Cultures in Conflict: Christians, Muslims, and Jews in the Age of Discovery
Description:
Hailed as "the doyen of Middle Eastern studies" in The New York Times Book Review, Bernard Lewis stands at the height of his field. "To read Mr. Lewis," wrote Fouad Ajami in The Wall Street Journal, "is to be taken through a treacherous terrain by the coolest and most reassuring of guides. You are in the hands of the Islamic world's foremost living historian." Now this sure-handed guide takes us through treacherous terrain indeed--the events of 1492, a year laden with epic events and riven by political debate.

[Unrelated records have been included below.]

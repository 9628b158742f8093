//! Hybrid retrieval engine.
//!
//! Embeds the query text twice (dense and sparse), queries the vector index
//! under a timeout, blends the two signals with an explicit alpha, penalizes
//! variant-contradicting hits, applies the prescriber prior, and resolves each
//! hit against ground truth.

mod blend;
mod engine;
mod error;

#[cfg(test)]
mod tests;

pub use blend::{BlendedHit, blend_hits, has_variant_mismatch};
pub use engine::{HybridRetriever, RetrievalConfig, Retrieved};
pub use error::RetrievalError;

With elegance and erudition, Lewis explores that climactic year as a clash of civilizations--a clash not only of the New World and the Old, but also of Christendom and Islam, of Europe and the rest. In the same year that Columbus set sail across the Atlantic, he reminds us, the Spanish monarchy captured Granada, the last Muslim stronghold on the peninsula, and also expelled the Jews. Lewis uses these three epochal events to explore the nature of the European- Islamic conflict, placing the voyages of discovery in a striking new context. He traces Christian Europe's path from being a primitive backwater on the edges of the vast, cosmopolitan Caliphate, through the heightening rivalry of the two religions, to the triumph of the West over Islam, examining the factors behind their changing fortunes. That contest long remained more important in many Christians' minds than the New World: as late as the 1683, Vienna almost fell to the Ottoman armies. Lewis also reflects on changing qualities in European and Islamic cultures. The Jews who fled Spain found a receptive environment in Turkey; but the balance of tolerance and openness to innovation steadily shifted west. The voyages of discovery were themselves a part of the Christian-Muslim conflict, he writes, an attempt to outflank the Islamic world. The European explorers sailed into a world they scarcely understood; and yet they imposed their own perceptions of geography on the lands they conquered. Africa, Asia, the Middle and Far East, the Old and New Worlds--as intellectual concepts, all are European creations, Lewis observes; ironically, these same definitions have been accepted by the most anti-Western activists.
Bernard Lewis's balanced, insightful account of this pivotal era transcends the recent polemics about 1492, providing us with a striking portrait of an age often obscured by the anger and complacency of today. This far-reaching discussion of the encounters between Islam, the West, and the globe provides a new understanding of the distant events that gave shape to the modern world.